The fact is that it still remains unknown what kind of pneumonia it is, whether it is more deadly than COVID-19 and how things are with coronavirus in Kazakhstan. According to the country's Ministry of Health, cases of pneumonia in Kazakhstan in the first half of 2020 increased by 55.4 percent compared to the same period in 2019; the disease claimed the lives of 1,772 people, of whom 628 died in June alone.
Unspecified etiology
A health ministry statement also said some of the reported cases are common pneumonia, but the cause of the infection in other patients is unclear. A ministry spokesman also said it was "potentially fatal pneumonia" and doctors are treating patients according to the standard of care for COVID-19 patients.

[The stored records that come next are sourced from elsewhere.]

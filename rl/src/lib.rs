//! ralphloop - bounded iteration controller
//!
//! Runs an external worker against a fixed spec file up to N times, pausing
//! between attempts, until the worker succeeds, fails fatally, the budget runs
//! out, or the operator interrupts.
//!
//! # Modules
//!
//! - [`r#loop`] - Iteration controller and run configuration
//! - [`executor`] - Worker invocation and outcome classification
//! - [`timer`] - Interruptible delay and backoff
//! - [`signal`] - Cancellation flag and OS interrupt wiring
//! - [`report`] - Status lines
//! - [`config`] - Configuration types and loading
//! - [`cli`] - Command-line interface

pub mod cli;
pub mod config;
pub mod error;
pub mod executor;
pub mod report;
pub mod signal;
pub mod timer;

// Note: 'loop' is a reserved keyword, so we use r#loop
#[path = "loop/mod.rs"]
pub mod r#loop;

// Re-export commonly used types
pub use config::Config;
pub use error::{ConfigError, ExecutorError};
pub use executor::{Classification, ClassificationPolicy, CommandExecutor, CommandSpec, ExecutionOutcome, Executor};
pub use r#loop::{FinalStatus, IterationController, RunConfig, RunStatus};
pub use report::{ConsoleReporter, NullReporter, Reporter};
pub use signal::CancelSignal;
pub use timer::{Backoff, DelayTimer, TokioTimer, WaitOutcome};

/// Exit code for a configuration rejected before the loop starts (EX_CONFIG)
pub const CONFIG_ERROR_EXIT_CODE: i32 = 78;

While the causative agent of the "new pneumonia" remains unknown, "the country's health departments are conducting comparative studies of the pneumonia virus, but have not yet identified it." The Ministry of Health of Kazakhstan recognized the presence of "viral (type) pneumonia of unspecified etiology", but the danger of an outbreak was initially denied. Later, representatives of the Ministry explained that initially it was about an increase in cases of all types of pneumonia: bacterial, fungal and viral, including cases of "undetermined etiology", according to the ICD-10 criteria, according to which coronavirus infection is diagnosed clinically or epidemiologically, but not confirmed laboratory research.
ICD-10 (International Statistical Classification of Diseases and Related Health Problems) is a document used as the leading statistical and classification framework in health care. Revised every ten years under the leadership of WHO.
Is "undetermined etiology" a coronavirus?
To date, Kazakhstan has reported 56,455 confirmed cases of COVID-19, of which 254 have died. Since June 8, the number of daily confirmed cases of coronavirus in the country has grown steadily, and in three digits, and by the beginning of July, more than 1000 new cases of the disease were recorded every day. Accordingly, the number of pneumonia has increased sharply.
Since mid-June in the western regions of the Atyrau and Aktobe regions, as well as in the southern city of Shymkent, there have been significant surges in the incidence of pneumonia. About 28,000 pneumonia patients with negative coronavirus tests are currently hospitalized, 98.9% of them are in a state of moderate severity. Read about whether it is possible to be re-infected with the coronavirus and how it will affect the vaccine, read our material.
Saule Kisikova, head of the health department in the capital of Nur-Sultan, told Kazinform that doctors are detecting 600 people with pneumonia symptoms every day, up from 80 the day before the coronavirus outbreak occurred. Every day between 350 and 400 patients are hospitalized with either COVID-19 or pneumonia.To ensure the quality of COVID-19 tests and not to be confused with pneumonia amid rising reported cases in the country, the WHO said. Moreover, WHO experts suggest diagnosing all new registered cases of pneumonia in Kazakhstan as COVID-19, but remember that there may be other options.
Although the new coronavirus SARS-CoV-2, which causes COVID-19, has not been detected in patients with pneumonia, the cause of which cannot be 100 percent confirmed, pneumonia is 99.999% caused by the coronavirus. It is highly likely that the so-called "unknown pneumonia" is caused by a new coronavirus, and may be due to a lack of diagnostic capabilities.
Zhang Wenhong, Shanghai Infectious Disease Expert.
Wenhun also noted that the most pressing challenge for the Kazakh government at present is to increase the testing capacity of the new coronavirus and use advanced sequencing and other technologies to identify the causative agent of pneumonia of unknown etymology. It is necessary to find out the causative agent of pneumonia, so scientists still have a lot of work ahead.